É comum que leitores confundam valor de mercado com valor de reposição ou com o valor venal. A FIPE atua como um base de referência para o que é, em média, aceito pelo mercado em determinado momento. O valor de reposição, por sua vez, pode diferir, pois representa o custo atual de repor o veículo com itens equivalentes no estado mais próximo de novo, o que geralmente é mais alto do que a referência FIPE de um modelo usado. O valor venal, por outro lado, pode considerar depreciação adicional com base na idade, quilometragem e condições do veículo. Essas distinções são cruciais para seguradoras, que utilizam a FIPE como ponto de partida, ajustando com base no estado do veículo, histórico dinâmico de mercado e políticas internas de avaliação. Quando você está comparando propostas de seguro, entender esses termos ajuda a exigir coberturas que reflitam o real risco e a necessidade de reposição ou indenização em caso de sinistro.
Para quem trabalha com seguros, entender a distribuição de valores ao longo do tempo é fundamental. Veículos de produção antiga, como a Agrale Super City 150 de 1995, tendem a apresentar maior volatilidade de valor devido à disponibilidade de peças, à demanda por modelos clássicos e ao comportamento de colecionadores ou entusiastas. Em geral, a FIPE incorpora essa volatilidade por meio de correções sazonais, ajuste de categorias e segmentação por tipo de veículo, faixa de cilindrada e uso. Por isso, ao planejar a proteção com a GT Seguros ou qualquer outra seguradora, é essencial considerar não apenas o valor de referência FIPE, mas também fatores como histórico de manutenção, procedência, condições de conservação, eventual modificações mecânicas e a finalidade de uso do veículo (carreira de entregas, uso urbano, recreação, etc.).
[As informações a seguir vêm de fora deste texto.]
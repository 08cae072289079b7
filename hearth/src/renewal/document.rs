//! Line-preserving model of certbot's renewal config (configobj syntax).
//!
//! Only the pieces the hook editor needs are understood: top-level
//! `key = value` lines, `[section]` headers and `[[subsection]]` headers
//! nested in the preceding section. Comments, blank lines and anything
//! unrecognized are carried through untouched.

#[derive(Debug, Clone, PartialEq, Eq)]
enum Line {
    Raw(String),
    Entry { key: String, value: String, raw: String },
}

impl Line {
    fn parse(raw: &str) -> Self {
        let trimmed = raw.trim();
        if trimmed.is_empty() || trimmed.starts_with('#') {
            return Line::Raw(raw.to_string());
        }
        match trimmed.split_once('=') {
            Some((key, value)) if !key.trim().is_empty() => Line::Entry {
                key: key.trim().to_string(),
                value: unquote(value.trim()).to_string(),
                raw: raw.to_string(),
            },
            _ => Line::Raw(raw.to_string()),
        }
    }

    fn entry(key: &str, value: &str) -> Self {
        Line::Entry {
            key: key.to_string(),
            value: value.to_string(),
            raw: format!("{key} = {value}"),
        }
    }

    fn key(&self) -> Option<&str> {
        match self {
            Line::Entry { key, .. } => Some(key),
            Line::Raw(_) => None,
        }
    }

    fn raw(&self) -> &str {
        match self {
            Line::Raw(raw) | Line::Entry { raw, .. } => raw,
        }
    }
}

fn unquote(value: &str) -> &str {
    for quote in ['"', '\''] {
        if value.len() >= 2 && value.starts_with(quote) && value.ends_with(quote) {
            return &value[1..value.len() - 1];
        }
    }
    value
}

#[derive(Debug, Clone, PartialEq, Eq)]
struct Section {
    depth: usize,
    name: String,
    header: String,
    lines: Vec<Line>,
}

impl Section {
    fn new(depth: usize, name: &str) -> Self {
        Self {
            depth,
            name: name.to_string(),
            header: format!("{}{}{}", "[".repeat(depth), name, "]".repeat(depth)),
            lines: Vec::new(),
        }
    }

    fn get(&self, key: &str) -> Option<&str> {
        self.lines.iter().find_map(|line| match line {
            Line::Entry { key: k, value, .. } if k.as_str() == key => Some(value.as_str()),
            _ => None,
        })
    }

    fn entries(&self) -> impl Iterator<Item = (&str, &str)> {
        self.lines.iter().filter_map(|line| match line {
            Line::Entry { key, value, .. } => Some((key.as_str(), value.as_str())),
            Line::Raw(_) => None,
        })
    }

    fn set(&mut self, key: &str, value: &str) {
        let positions: Vec<usize> = self
            .lines
            .iter()
            .enumerate()
            .filter(|(_, line)| line.key() == Some(key))
            .map(|(idx, _)| idx)
            .collect();
        if let Some((&first, duplicates)) = positions.split_first() {
            self.lines[first] = Line::entry(key, value);
            for &idx in duplicates.iter().rev() {
                self.lines.remove(idx);
            }
            return;
        }

        // Append after the last entry so trailing comments stay trailing.
        let at = self
            .lines
            .iter()
            .rposition(|line| matches!(line, Line::Entry { .. }))
            .map(|idx| idx + 1)
            .unwrap_or(0);
        self.lines.insert(at, Line::entry(key, value));
    }
}

fn parse_header(trimmed: &str) -> Option<(usize, String)> {
    if !trimmed.starts_with('[') {
        return None;
    }
    let depth = trimmed.chars().take_while(|c| *c == '[').count();
    let closing = trimmed.chars().rev().take_while(|c| *c == ']').count();
    if depth != closing || trimmed.len() <= depth * 2 {
        return None;
    }
    let name = trimmed[depth..trimmed.len() - depth].trim();
    (!name.is_empty()).then(|| (depth, name.to_string()))
}

/// A renewal config file.
#[derive(Debug, Clone, PartialEq, Eq, Default)]
pub struct RenewalDocument {
    preamble: Vec<Line>,
    sections: Vec<Section>,
}

impl RenewalDocument {
    pub fn parse(content: &str) -> Self {
        let mut doc = RenewalDocument::default();
        for raw in content.lines() {
            if let Some((depth, name)) = parse_header(raw.trim()) {
                doc.sections.push(Section {
                    depth,
                    name,
                    header: raw.to_string(),
                    lines: Vec::new(),
                });
                continue;
            }
            let line = Line::parse(raw);
            match doc.sections.last_mut() {
                Some(section) => section.lines.push(line),
                None => doc.preamble.push(line),
            }
        }
        doc
    }

    pub fn render(&self) -> String {
        let mut out = String::new();
        for line in &self.preamble {
            out.push_str(line.raw());
            out.push('\n');
        }
        for section in &self.sections {
            out.push_str(&section.header);
            out.push('\n');
            for line in &section.lines {
                out.push_str(line.raw());
                out.push('\n');
            }
        }
        out
    }

    fn section_index(&self, name: &str) -> Option<usize> {
        self.sections
            .iter()
            .position(|s| s.depth == 1 && s.name == name)
    }

    /// Index range of the nested sections that belong to `parent`.
    fn children(&self, parent: usize) -> std::ops::Range<usize> {
        let start = parent + 1;
        let end = self.sections[start..]
            .iter()
            .position(|s| s.depth <= 1)
            .map(|offset| start + offset)
            .unwrap_or(self.sections.len());
        start..end
    }

    pub fn has_section(&self, name: &str) -> bool {
        self.section_index(name).is_some()
    }

    pub fn get(&self, section: &str, key: &str) -> Option<&str> {
        let idx = self.section_index(section)?;
        self.sections[idx].get(key)
    }

    /// Set `key` in `section`, creating the section at the end if missing.
    pub fn set(&mut self, section: &str, key: &str, value: &str) {
        let idx = match self.section_index(section) {
            Some(idx) => idx,
            None => {
                self.sections.push(Section::new(1, section));
                self.sections.len() - 1
            }
        };
        self.sections[idx].set(key, value);
    }

    pub fn subsection_entries(&self, parent: &str, name: &str) -> Vec<(String, String)> {
        let Some(parent_idx) = self.section_index(parent) else {
            return Vec::new();
        };
        self.sections[self.children(parent_idx)]
            .iter()
            .filter(|s| s.depth == 2 && s.name == name)
            .flat_map(|s| s.entries())
            .map(|(k, v)| (k.to_string(), v.to_string()))
            .collect()
    }

    /// Replace (or add) the `[[name]]` subsection of `parent` with `entries`.
    ///
    /// Returns `false` when `parent` does not exist.
    pub fn replace_subsection(
        &mut self,
        parent: &str,
        name: &str,
        entries: &[(&str, &str)],
    ) -> bool {
        let Some(parent_idx) = self.section_index(parent) else {
            return false;
        };
        let children = self.children(parent_idx);
        let mut subsection = Section::new(2, name);
        for (key, value) in entries {
            subsection.lines.push(Line::entry(key, value));
        }

        match self.sections[children.clone()]
            .iter()
            .position(|s| s.depth == 2 && s.name == name)
        {
            Some(offset) => {
                let existing = &mut self.sections[children.start + offset];
                existing.lines = subsection.lines;
            }
            None => self.sections.insert(children.end, subsection),
        }
        true
    }
}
Implicações práticas para seguro e planejamento financeiro
O valor referencial fornecido pela FIPE influencia diretamente o cálculo de prêmios, franquias e coberturas disponíveis em apólices de seguro. Em veículos de modelo antigo, a seguradora pode ajustar o prêmio com base em parâmetros adicionais de risco, como a disponibilidade de peças (que influencia o custo de reparo), a probabilidade de ocorrência de falsificações ou de dificuldades de reparo por técnicos especializados. Além disso, a FIPE ajuda a definir limites de cobertura para indenização total ou parcial em casos de sinistro, bem como a especificar o tipo de indenização acordada (valor de reposição versus valor atual com depreciação). Em termos práticos, o processo de cotação de seguro para uma Agrale Super City 150 (1995) envolve a comparação entre diferentes cenários de cobertura com base no valor de referência FIPE e nas condições reais do veículo, como o estado de conservação, a quilometragem, a presença de acessórios originais e o histórico de manutenção.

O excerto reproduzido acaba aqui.